The mean weight z score decreased sharply during the first month, and in the Widdowson cohort it then increased steadily to 0.7 at 12 mo; for CIGS, the increase was slower, to 0.3 at 15 mo, followed by a drift back to zero (see reference 14 for details). In both cohorts, the SD of the weight z score was 0.9 at most ages, which was slightly less than the expected value of 1.0. The mean z score deviation was negative for the first month but near zero thereafter, whereas the SD of the deviation decreased from 0.6 at 1 mo to 0.2 at 5 mo, and then increased to 0.3 from 1 y onward in CIGS. Thus, on average, infants did not cross centiles—those crossing upward balanced those crossing downward—and the range of centile crossing decreased substantially from birth to 5 mo, then remained constant until 12 mo when it increased slightly due to the longer time intervals.
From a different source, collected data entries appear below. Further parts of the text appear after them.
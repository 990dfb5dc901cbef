//! Boundary to the remote coordination service.
//!
//! The mirror engine consumes the service exclusively through
//! [`CoordinationClient`] plus a per-session stream of [`Notification`]s.
//! Watches are one-shot: a notification is delivered once, after which the
//! watch must be registered again by the next read that asks for it.
//!
//! [`MemoryNamespace`] is an in-process implementation of the same contract,
//! used by the engine's tests and available to embedders for theirs.
//!
//! # Basic Usage
//! ```ignore
//! use znode_mirror::{CoordinationClient, CreateMode, MemoryNamespace};
//!
//! let namespace = MemoryNamespace::new();
//! let (session, _notifications) = namespace.connect();
//!
//! let realized = session.create("/jobs/job-", b"", CreateMode::PersistentSequential).await?;
//! assert_eq!(realized, "/jobs/job-0000000000");
//! ```

mod mem;
mod types;

pub use mem::*;
pub use types::*;

#[cfg(test)]
use mockall::automock;

use async_trait::async_trait;
use bytes::Bytes;

use crate::RemoteError;

pub type RemoteResult<T> = std::result::Result<T, RemoteError>;

#[cfg_attr(test, automock)]
#[async_trait]
pub trait CoordinationClient: Send + Sync + 'static {
    /// Identifier of the session backing this client; owner id of its
    /// ephemeral nodes
    fn session_id(&self) -> i64;

    /// Existence check. With `watch`, arms a one-shot watch that fires on
    /// creation, data change or deletion of `path`.
    async fn exists(
        &self,
        path: &str,
        watch: bool,
    ) -> RemoteResult<Option<Stat>>;

    /// Lists child segment names in lexicographic order. With `watch`, arms a
    /// one-shot watch that fires when a child is added or removed, or when
    /// `path` itself is deleted.
    ///
    /// # Errors
    /// - [`RemoteError::NoNode`] if `path` does not exist (no watch is armed)
    async fn get_children(
        &self,
        path: &str,
        watch: bool,
    ) -> RemoteResult<Vec<String>>;

    /// Reads payload and stat. With `watch`, arms a one-shot data watch.
    ///
    /// # Errors
    /// - [`RemoteError::NoNode`] if `path` does not exist (no watch is armed)
    async fn get_data(
        &self,
        path: &str,
        watch: bool,
    ) -> RemoteResult<(Bytes, Stat)>;

    /// Creates a node and returns its realized path, which differs from
    /// `path` for sequential modes.
    ///
    /// # Errors
    /// - [`RemoteError::NodeExists`] for a non-sequential path already present
    /// - [`RemoteError::NoNode`] if the parent is missing
    /// - [`RemoteError::NoChildrenForEphemerals`] if the parent is ephemeral
    async fn create(
        &self,
        path: &str,
        data: &[u8],
        mode: CreateMode,
    ) -> RemoteResult<String>;

    /// Conditional write; `version == -1` matches any version.
    ///
    /// # Errors
    /// - [`RemoteError::BadVersion`] if `version` does not match
    async fn set_data(
        &self,
        path: &str,
        data: &[u8],
        version: i32,
    ) -> RemoteResult<Stat>;

    /// Deletes a childless node; `None` matches any version.
    ///
    /// # Errors
    /// - [`RemoteError::NotEmpty`] if the node still has children
    async fn delete(
        &self,
        path: &str,
        version: Option<i32>,
    ) -> RemoteResult<()>;
}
Correlations of adjacent short-term deviations

Figure 1 gives the correlations between pairs of weight z score deviations during the first year, each measured over 1 mo in Widdowson and 4 wk in CIGS. The solid points and lines are correlations for adjacent deviations, whereas the open points and dashed lines are correlations for deviations separated by 1 time interval (i.e., 1 mo or 4 wk). Each correlation is plotted at the midage of the pair of intervals.

FIGURE 1.

Correlations by age between pairs of weight z score deviations measured over 1 mo (Widdowson) or 4 wk (CIGS), where the corresponding time periods are either adjacent or separated by 1 mo or 4 wk, respectively. Correlations are plotted at the midage of the 2 periods. The sample sizes for each correlation are given in Tables 1 and 2. CIGS, Cambridge Infant Growth Study.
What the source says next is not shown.